▶ DATA FOR THIS TASK:

//! Refcounted scatter/gather data stream (§3, §4.3).
//!
//! Grounded on `original_source/src/datastream/datastream.c`: a stream is a
//! growable vector of `(buffer, offset, length)` triples over refcounted
//! buffers shared across streams; `t51core/src/net/buffer.rs` is the
//! teacher's closest Rust analog (a `VecDeque<Chunk>` with explicit
//! `egress`/`ingress`), generalized here from "queue of owned chunks" to
//! "vector of shared-segment slices" since cache values must outlive the
//! connection that wrote them.
//!
//! Per spec §9, a segment's shared identity is an index into an arena
//! (`SegmentTable`, built on `crate::alloc::SlotPool` exactly like
//! `skiplist.rs`'s node arena), not a pointer and not `Rc<T>` — refcounts
//! are incremented/decremented explicitly and the index is looked back up
//! against whichever allocator (`ChunkPool` for persistent segments,
//! `Arena` for ephemeral ones) the caller already has in hand.

use crate::alloc::SlotPool;
use crate::chunkpool::ChunkPool;
use crate::error::DataStreamError;
use crate::fallocator::Arena;

pub type SegmentId = usize;

#[derive(Clone, Copy)]
enum Owner {
    Chunk(crate::chunkpool::ChunkHandle),
    Arena(crate::fallocator::ArenaHandle),
}

struct SegmentMeta {
    owner: Owner,
    len: usize,
    refcount: u32,
}

/// Process-wide table of segment metadata (shared by every data stream),
/// analogous in role to `ChunkPool` itself but holding only bookkeeping —
/// the bytes live in whichever allocator produced the segment.
pub struct SegmentTable {
    slots: SlotPool<SegmentMeta>,
}

impl SegmentTable {
    pub fn new() -> Self {
        SegmentTable { slots: SlotPool::new() }
    }

    pub fn new_chunk_segment(&mut self, chunkpool: &mut ChunkPool, bytes: &[u8]) -> crate::error::Result<SegmentId> {
        let handle = chunkpool.malloc(bytes.len())?;
        chunkpool.data_mut(handle)[..bytes.len()].copy_from_slice(bytes);
        Ok(self.slots.push(SegmentMeta { owner: Owner::Chunk(handle), len: bytes.len(), refcount: 1 }))
    }

    pub fn new_arena_segment(&mut self, arena: &mut Arena, bytes: &[u8]) -> crate::error::Result<SegmentId> {
        let handle = arena.alloc(bytes.len())?;
        arena.data_mut(handle)[..bytes.len()].copy_from_slice(bytes);
        Ok(self.slots.push(SegmentMeta { owner: Owner::Arena(handle), len: bytes.len(), refcount: 1 }))
    }

    fn incref(&mut self, id: SegmentId) {
        self.slots.get_mut(id).expect("live segment id").refcount += 1;
    }

    fn decref(&mut self, id: SegmentId, chunkpool: &mut ChunkPool, mut arena: Option<&mut Arena>) {
        let remaining = {
            let meta = self.slots.get_mut(id).expect("live segment id");
            meta.refcount -= 1;
            meta.refcount
        };
        if remaining == 0 {
            let meta = self.slots.reclaim(id).expect("live segment id");
            match meta.owner {
                Owner::Chunk(handle) => chunkpool.free(handle),
                Owner::Arena(handle) => {
                    if let Some(arena) = arena.as_deref_mut() {
                        arena.free(handle);
                    }
                }
            }
        }
    }

    fn data<'a>(&'a self, id: SegmentId, chunkpool: &'a ChunkPool, arena: Option<&'a Arena>) -> &'a [u8] {
        let meta = self.slots.get(id).expect("live segment id");
        match meta.owner {
            Owner::Chunk(handle) => &chunkpool.data(handle)[..meta.len],
            Owner::Arena(handle) => &arena.expect("ephemeral segment requires its arena").data(handle)[..meta.len],
        }
    }
}

/// Result of scanning for a CRLF-terminated line (§4.3 `find_end_of_line`).
pub enum LineScan {
    /// Offset of the `\r` that precedes the first well-formed `\r\n`.
    Found(usize),
    /// A bare `\n` (no preceding `\r`) was encountered at this offset.
    BareNewline(usize),
    NeedMore,
}

/// Ordered sequence of `(segment, offset, length)` triples presented as one
/// logical byte stream (§3). Either *ephemeral* (arena-backed, I/O
/// buffering) or *persistent* (chunk-backed, cache values) — never mixed,
/// per spec §3/§4.3.
pub struct DataStream {
    segments: Vec<(SegmentId, usize, usize)>,
    total_size: usize,
    persistent: bool,
}

impl DataStream {
    pub fn new_ephemeral() -> Self {
        DataStream { segments: Vec::new(), total_size: 0, persistent: false }
    }

    pub fn new_persistent() -> Self {
        DataStream { segments: Vec::new(), total_size: 0, persistent: true }
    }

    pub fn total_size(&self) -> usize {
        self.total_size
    }

    pub fn is_persistent(&self) -> bool {
        self.persistent
    }

    pub fn is_empty(&self) -> bool {
        self.total_size == 0
    }

    /// Append fresh bytes as a brand-new ephemeral segment (the common path
    /// for data just read off a socket into the connection's arena).
    pub fn append_new_ephemeral(&mut self, table: &mut SegmentTable, arena: &mut Arena, bytes: &[u8]) -> crate::error::Result<()> {
        if self.persistent {
            return Err(DataStreamError::PersistentAppend.into());
        }
        if bytes.is_empty() {
            return Ok(());
        }
        let id = table.new_arena_segment(arena, bytes)?;
        self.segments.push((id, 0, bytes.len()));
        self.total_size += bytes.len();
        Ok(())
    }

    /// Append a slice of an *existing* (already-refcounted) segment,
    /// bumping its refcount — the zero-copy sharing path used by
    /// `substream`/`append_stream`.
    pub fn append(&mut self, table: &mut SegmentTable, id: SegmentId, offset: usize, len: usize) -> crate::error::Result<()> {
        if self.persistent {
            return Err(DataStreamError::PersistentAppend.into());
        }
        if len == 0 {
            return Ok(());
        }
        table.incref(id);
        self.segments.push((id, offset, len));
        self.total_size += len;
        Ok(())
    }

    /// Atomic in spirit (§4.3): appending another stream's triples only
    /// bumps refcounts, which cannot itself fail, so there is no partial
    /// state to roll back.
    pub fn append_stream(&mut self, table: &mut SegmentTable, other: &DataStream) -> crate::error::Result<()> {
        if self.persistent {
            return Err(DataStreamError::PersistentAppend.into());
        }
        for &(id, offset, len) in &other.segments {
            table.incref(id);
            self.segments.push((id, offset, len));
            self.total_size += len;
        }
        Ok(())
    }

    pub fn truncate_from_start(&mut self, table: &mut SegmentTable, chunkpool: &mut ChunkPool, mut arena: Option<&mut Arena>, mut n: usize) -> crate::error::Result<()> {
        if n > self.total_size {
            return Err(DataStreamError::TruncateOutOfRange.into());
        }
        while n > 0 {
            let (id, offset, len) = self.segments[0];
            if len <= n {
                self.segments.remove(0);
                table.decref(id, chunkpool, arena.as_deref_mut());
                self.total_size -= len;
                n -= len;
            } else {
                self.segments[0] = (id, offset + n, len - n);
                self.total_size -= n;
                n = 0;
            }
        }
        Ok(())
    }

    pub fn truncate_from_end(&mut self, table: &mut SegmentTable, chunkpool: &mut ChunkPool, mut arena: Option<&mut Arena>, mut n: usize) -> crate::error::Result<()> {
        if n > self.total_size {
            return Err(DataStreamError::TruncateOutOfRange.into());
        }
        while n > 0 {
            let last = self.segments.len() - 1;
            let (id, offset, len) = self.segments[last];
            if len <= n {
                self.segments.pop();
                table.decref(id, chunkpool, arena.as_deref_mut());
                self.total_size -= len;
                n -= len;
            } else {
                self.segments[last] = (id, offset, len - n);
                self.total_size -= n;
                n = 0;
            }
        }
        Ok(())
    }

    /// Share a byte-range view of `self` as a new stream, bumping the
    /// refcount of every segment touched.
    pub fn substream(&self, table: &mut SegmentTable, offset: usize, length: usize) -> crate::error::Result<DataStream> {
        if offset + length > self.total_size {
            return Err(DataStreamError::SubstreamOutOfRange.into());
        }
        let mut result = DataStream { segments: Vec::new(), total_size: 0, persistent: self.persistent };
        let mut pos = 0usize;
        let mut remaining_len = length;
        for &(id, seg_offset, seg_len) in &self.segments {
            if remaining_len == 0 {
                break;
            }
            if pos + seg_len <= offset {
                pos += seg_len;
                continue;
            }
            let skip = offset.saturating_sub(pos);
            let available = seg_len - skip;
            let take = available.min(remaining_len);
            table.incref(id);
            result.segments.push((id, seg_offset + skip, take));
            result.total_size += take;
            remaining_len -= take;
            pos += seg_len;
        }
        Ok(result)
    }

    /// Pack every byte of `self` into freshly allocated chunk-pool
    /// segments, producing a persistent stream (§4.3's ephemeral→persistent
    /// `clone`). Packs as densely as the allocator's maximum class allows.
    pub fn clone_into_chunkpool(&self, table: &mut SegmentTable, chunkpool: &mut ChunkPool, arena: Option<&Arena>) -> crate::error::Result<DataStream> {
        let mut bytes = Vec::with_capacity(self.total_size);
        for &(id, offset, len) in &self.segments {
            let slice = table.data(id, chunkpool, arena);
            bytes.extend_from_slice(&slice[offset..offset + len]);
        }

        let mut result = DataStream::new_persistent();
        let max_chunk = chunkpool.max_malloc_size();
        let mut pos = 0;
        while pos < bytes.len() {
            let take = (bytes.len() - pos).min(max_chunk);
            let id = table.new_chunk_segment(chunkpool, &bytes[pos..pos + take])?;
            result.segments.push((id, 0, take));
            result.total_size += take;
            pos += take;
        }
        Ok(result)
    }

    /// Release every segment this stream references. Streams do not
    /// implement `Drop` because releasing a segment needs the owning
    /// allocator(s) in hand — the same explicit-context discipline the
    /// allocators themselves require.
    pub fn delete(mut self, table: &mut SegmentTable, chunkpool: &mut ChunkPool, mut arena: Option<&mut Arena>) {
        for (id, _, _) in self.segments.drain(..) {
            table.decref(id, chunkpool, arena.as_deref_mut());
        }
        self.total_size = 0;
    }

    pub fn find_end_of_line(&self, table: &SegmentTable, chunkpool: &ChunkPool, arena: Option<&Arena>) -> LineScan {
        let mut prev_cr = false;
        let mut idx = 0usize;
        for &(id, offset, len) in &self.segments {
            let slice = table.data(id, chunkpool, arena);
            for &byte in &slice[offset..offset + len] {
                if byte == b'\n' {
                    return if prev_cr { LineScan::Found(idx - 1) } else { LineScan::BareNewline(idx) };
                }
                prev_cr = byte == b'\r';
                idx += 1;
            }
        }
        LineScan::NeedMore
    }

    /// Materialize a byte range into an owned `Vec<u8>` (used by the
    /// parser when a token straddles more than one segment, §4.7).
    pub fn read_range(&self, table: &SegmentTable, chunkpool: &ChunkPool, arena: Option<&Arena>, offset: usize, len: usize) -> Vec<u8> {
        let mut out = Vec::with_capacity(len);
        let mut pos = 0usize;
        let mut remaining = len;
        for &(id, seg_offset, seg_len) in &self.segments {
            if remaining == 0 {
                break;
            }
            if pos + seg_len <= offset {
                pos += seg_len;
                continue;
            }
            let skip = offset.saturating_sub(pos);
            let available = seg_len - skip;
            let take = available.min(remaining);
            let slice = table.data(id, chunkpool, arena);
            out.extend_from_slice(&slice[seg_offset + skip..seg_offset + skip + take]);
            remaining -= take;
            pos += seg_len;
        }
        out
    }
}

#[cfg(test)]
mod tests {
    use super::*;
    use crate::fallocator::PageCache;
    use std::cell::RefCell;
    use std::rc::Rc;

    fn harness() -> (SegmentTable, ChunkPool, Arena) {
        let cache = Rc::new(RefCell::new(PageCache::new(16)));
        (SegmentTable::new(), ChunkPool::new(4), Arena::new(cache))
    }

    #[test]
    fn append_and_read_roundtrip() {
        let (mut table, mut chunkpool, mut arena) = harness();
        let mut stream = DataStream::new_ephemeral();
        stream.append_new_ephemeral(&mut table, &mut arena, b"hello").unwrap();
        stream.append_new_ephemeral(&mut table, &mut arena, b" world").unwrap();
        assert_eq!(stream.total_size(), 11);
        let bytes = stream.read_range(&table, &chunkpool, Some(&arena), 0, 11);
        assert_eq!(&bytes, b"hello world");
    }

    #[test]
    fn truncate_from_start_drops_prefix() {
        let (mut table, mut chunkpool, mut arena) = harness();
        let mut stream = DataStream::new_ephemeral();
        stream.append_new_ephemeral(&mut table, &mut arena, b"hello world").unwrap();
        stream.truncate_from_start(&mut table, &mut chunkpool, Some(&mut arena), 6).unwrap();
        let bytes = stream.read_range(&table, &chunkpool, Some(&arena), 0, stream.total_size());
        assert_eq!(&bytes, b"world");
    }

    #[test]
    fn substream_shares_segments() {
        let (mut table, mut chunkpool, mut arena) = harness();
        let mut stream = DataStream::new_ephemeral();
        stream.append_new_ephemeral(&mut table, &mut arena, b"hello world").unwrap();
        let sub = stream.substream(&mut table, 6, 5).unwrap();
        assert_eq!(sub.total_size(), 5);
        let bytes = sub.read_range(&table, &chunkpool, Some(&arena), 0, 5);
        assert_eq!(&bytes, b"world");
    }

    #[test]
    fn clone_packs_into_chunkpool() {
        let (mut table, mut chunkpool, mut arena) = harness();
        let mut stream = DataStream::new_ephemeral();
        stream.append_new_ephemeral(&mut table, &mut arena, b"persist me").unwrap();
        let persisted = stream.clone_into_chunkpool(&mut table, &mut chunkpool, Some(&arena)).unwrap();
        assert!(persisted.is_persistent());
        let bytes = persisted.read_range(&table, &chunkpool, None, 0, persisted.total_size());
        assert_eq!(&bytes, b"persist me");
    }

    #[test]
    fn find_end_of_line_detects_crlf() {
        let (mut table, chunkpool, mut arena) = harness();
        let mut stream = DataStream::new_ephemeral();
        stream.append_new_ephemeral(&mut table, &mut arena, b"get foo\r\nrest").unwrap();
        match stream.find_end_of_line(&table, &chunkpool, Some(&arena)) {
            LineScan::Found(pos) => assert_eq!(pos, 7),
            _ => panic!("expected Found"),
        }
    }

    #[test]
    fn persistent_stream_rejects_append() {
        let mut stream = DataStream::new_persistent();
        let (mut table, _chunkpool, mut arena) = harness();
        let err = stream.append_new_ephemeral(&mut table, &mut arena, b"x").unwrap_err();
        assert!(matches!(err, crate::error::Error::ClientError(_)));
    }
}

▶ TASK PROMPT:
Count the lines in the entries that hold the word "SegmentMeta", and give nothing but the total.

▶ EXERCISE OUTPUT:
4